The Early Teutonic Religion.—In the early days on the continent, before the Teuton had learned of Christianity, his religious beliefs received their most pronounced coloring from the rigors of his northern climate, from the Frost Giants, the personified forces of evil, with whom he battled. The kindly, life-bringing spring and summer, which seemed to him earth's redeeming divinity, were soon slain by the arrows that came from the winter's quivers. Not even Thor, the wielder of the thunderbolt, nor Woden, the All-Father, delayed the inevitable hour when the dusk of winter came, when the voice of Baldur could no longer be heard awaking earth to a new life. The approach of the "twilight of the gods," the Goetterdaemmerung, was a stern reality to the Teuton.

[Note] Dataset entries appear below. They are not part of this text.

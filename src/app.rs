use std::sync::atomic::{AtomicBool, Ordering};
use std::sync::Arc;
use std::time::Duration;

use crossbeam_channel::{Sender, TrySendError};
use crossterm::event::{self, Event, KeyEventKind, KeyboardEnhancementFlags};
use tokio::runtime::Runtime;
use tokio::sync::mpsc;

use crate::chat::{decode_preview, ingest_file, Clock};
use crate::config::Config;
use crate::picker::list_dir;
use crate::render::RenderState;
use crate::tea::{update, Command, Message, Model};
use crate::util::blocking_with_timeout;
use crate::{elog, elog_debug, elog_trace, elog_warn, Result};

const MAX_BG_MESSAGES: usize = 50;
const LIST_DIR_TIMEOUT: Duration = Duration::from_secs(2);

/// Pushed where the terminal supports it, so Shift+Enter and Ctrl+Enter
/// arrive with their modifiers instead of as a bare Enter.
pub const KEYBOARD_FLAGS: KeyboardEnhancementFlags =
    KeyboardEnhancementFlags::DISAMBIGUATE_ESCAPE_CODES.union(KeyboardEnhancementFlags::REPORT_EVENT_TYPES);

/// Owns the model and runs the event loop on its own thread.
pub struct LogicThread;

impl LogicThread {
    pub fn run(config: Config, state_tx: Sender<RenderState>, shutdown: Arc<AtomicBool>) -> Result<()> {
        Runtime::new()?.block_on(Self::run_async(config, state_tx, shutdown))
    }

    async fn run_async(
        config: Config,
        state_tx: Sender<RenderState>,
        shutdown: Arc<AtomicBool>,
    ) -> Result<()> {
        let mut model = Model::new(config);
        elog_debug!("LogicThread::run_async picker_dir={}", model.picker_dir.display());

        let (msg_tx, mut msg_rx) = mpsc::unbounded_channel::<Message>();
        send_state(&state_tx, &mut model);

        loop {
            if shutdown.load(Ordering::Relaxed) {
                break;
            }

            // Terminal input first
            while event::poll(Duration::ZERO)? {
                let Some(msg) = translate_event(event::read()?) else {
                    continue;
                };
                if dispatch(&mut model, msg, &msg_tx) {
                    shutdown.store(true, Ordering::Relaxed);
                    return Ok(());
                }
            }

            // Background completions (bounded per tick)
            for _ in 0..MAX_BG_MESSAGES {
                let Ok(msg) = msg_rx.try_recv() else { break };
                if dispatch(&mut model, msg, &msg_tx) {
                    shutdown.store(true, Ordering::Relaxed);
                    return Ok(());
                }
            }

            send_state(&state_tx, &mut model);

            tokio::time::sleep(Duration::from_micros(500)).await;
        }

        Ok(())
    }
}

fn translate_event(event: Event) -> Option<Message> {
    match event {
        // Releases only arrive with REPORT_EVENT_TYPES pushed
        Event::Key(key) if key.kind != KeyEventKind::Release => Some(Message::Key(key)),
        Event::Paste(text) => Some(Message::Paste(text)),
        Event::Resize(w, h) => Some(Message::Resize(w, h)),
        _ => None,
    }
}

/// Apply one message and run the commands it produced. Returns true on quit.
pub fn dispatch(model: &mut Model, msg: Message, msg_tx: &mpsc::UnboundedSender<Message>) -> bool {
    for cmd in update(model, msg) {
        if execute_command(model, cmd, msg_tx) {
            return true;
        }
    }
    false
}

/// Run a command's side effect. Async work is spawned and reports back over
/// `msg_tx`, so completions are applied on this thread in completion order.
pub fn execute_command(model: &Model, cmd: Command, msg_tx: &mpsc::UnboundedSender<Message>) -> bool {
    match cmd {
        Command::IngestImage { path } => {
            elog_debug!("Command::IngestImage path={}", path.display());
            spawn_ingest(path, IngestContext::from_model(model), msg_tx.clone());
        }

        Command::ListDir { dir } => {
            elog_debug!("Command::ListDir dir={}", dir.display());
            let tx = msg_tx.clone();
            tokio::spawn(async move {
                let listing = {
                    let dir = dir.clone();
                    blocking_with_timeout(LIST_DIR_TIMEOUT, move || list_dir(&dir)).await
                };
                let msg = match listing {
                    Ok(entries) => Message::DirListed { dir, entries },
                    Err(e) => Message::DirListFailed {
                        dir,
                        error: e.to_string(),
                    },
                };
                let _ = tx.send(msg);
            });
        }

        Command::OpenLink { url } => {
            open_link(&url, |url| open::that_detached(url));
        }

        Command::Quit => {
            elog_debug!("Command::Quit");
            return true;
        }
    }

    false
}

/// Launch `url` with `launch`. Only the event is logged, never the URL.
fn open_link(url: &str, launch: impl FnOnce(&str) -> std::io::Result<()>) {
    elog!("Opening link");
    if let Err(e) = launch(url) {
        elog_warn!("Failed to open link: {}", e.kind());
    }
}

/// What a background ingest needs from the model.
#[derive(Clone)]
pub struct IngestContext {
    pub clock: Arc<dyn Clock>,
    pub timestamp_format: String,
    /// Preview bound in cells.
    pub tile_width: u16,
}

impl IngestContext {
    pub fn from_model(model: &Model) -> Self {
        Self {
            clock: model.clock.clone(),
            timestamp_format: model.config.timestamp_format.clone(),
            tile_width: model.config.image_tile_width,
        }
    }
}

/// Read one image and decode its preview in a background task; exactly one
/// completion message is sent.
pub fn spawn_ingest(
    path: std::path::PathBuf,
    ctx: IngestContext,
    msg_tx: mpsc::UnboundedSender<Message>,
) -> tokio::task::JoinHandle<()> {
    tokio::spawn(async move {
        let msg = match ingest_file(&path, ctx.clock.as_ref(), &ctx.timestamp_format).await {
            Ok(message) => {
                let preview = decode_preview(&message, ctx.tile_width).await;
                Message::ImageIngested { message, preview }
            }
            Err(e) => Message::ImageIngestFailed {
                path,
                error: e.to_string(),
            },
        };
        let _ = msg_tx.send(msg);
    })
}

/// Publish a snapshot if anything changed. The model stays dirty while the
/// render thread still holds the previous one, so the next tick retries.
fn send_state(state_tx: &Sender<RenderState>, model: &mut Model) {
    if !model.dirty {
        return;
    }
    match state_tx.try_send(model.snapshot()) {
        Ok(()) => {
            elog_trace!("published snapshot messages={}", model.store.len());
            model.dirty = false;
        }
        Err(TrySendError::Full(_)) => {}
        Err(TrySendError::Disconnected(_)) => model.dirty = false,
    }
}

Although instinct with gloomy fatalism, this religion taught bravery. None but the brave were invited to Valhalla to become Woden's guest. The brave man might perish, but even then he won victory; for he was invited to sit with heroes at the table of the gods. "None but the brave deserves the fair," is merely a modern softened rendering of the old spirit.

The Christian religion, which was brought to the Teuton after he had come to England, found him already cast in a semi-heroic mold. But before he could proceed on his matchless career of world conquest, before he could produce a Shakespeare and plant his flag in the sunshine of every land, it was necessary for this new faith to develop in him the belief that a man of high ideals, working in unison with the divinity that shapes his end, may rise superior to fate and be given the strength to overcome the powers of evil and to mold the world to his will. The intensity of this faith, swaying an energetic race naturally fitted to respond to the great moral forces of the universe, has enabled the Anglo-Saxon to produce the world's greatest literature, to evolve the best government for developing human capabilities, and to make the whole world feel the effect of his ideals and force of character. At the close of the nineteenth century, a French philosopher wrote a book entitled Anglo-Saxon Superiority, In What Does it Consist? His answer was, "In self-reliance and in the happiness found in surmounting the material and moral difficulties of life." A study of the literature in which the ideals of the race are most artistically and effectively embodied will lead to much the same conclusion.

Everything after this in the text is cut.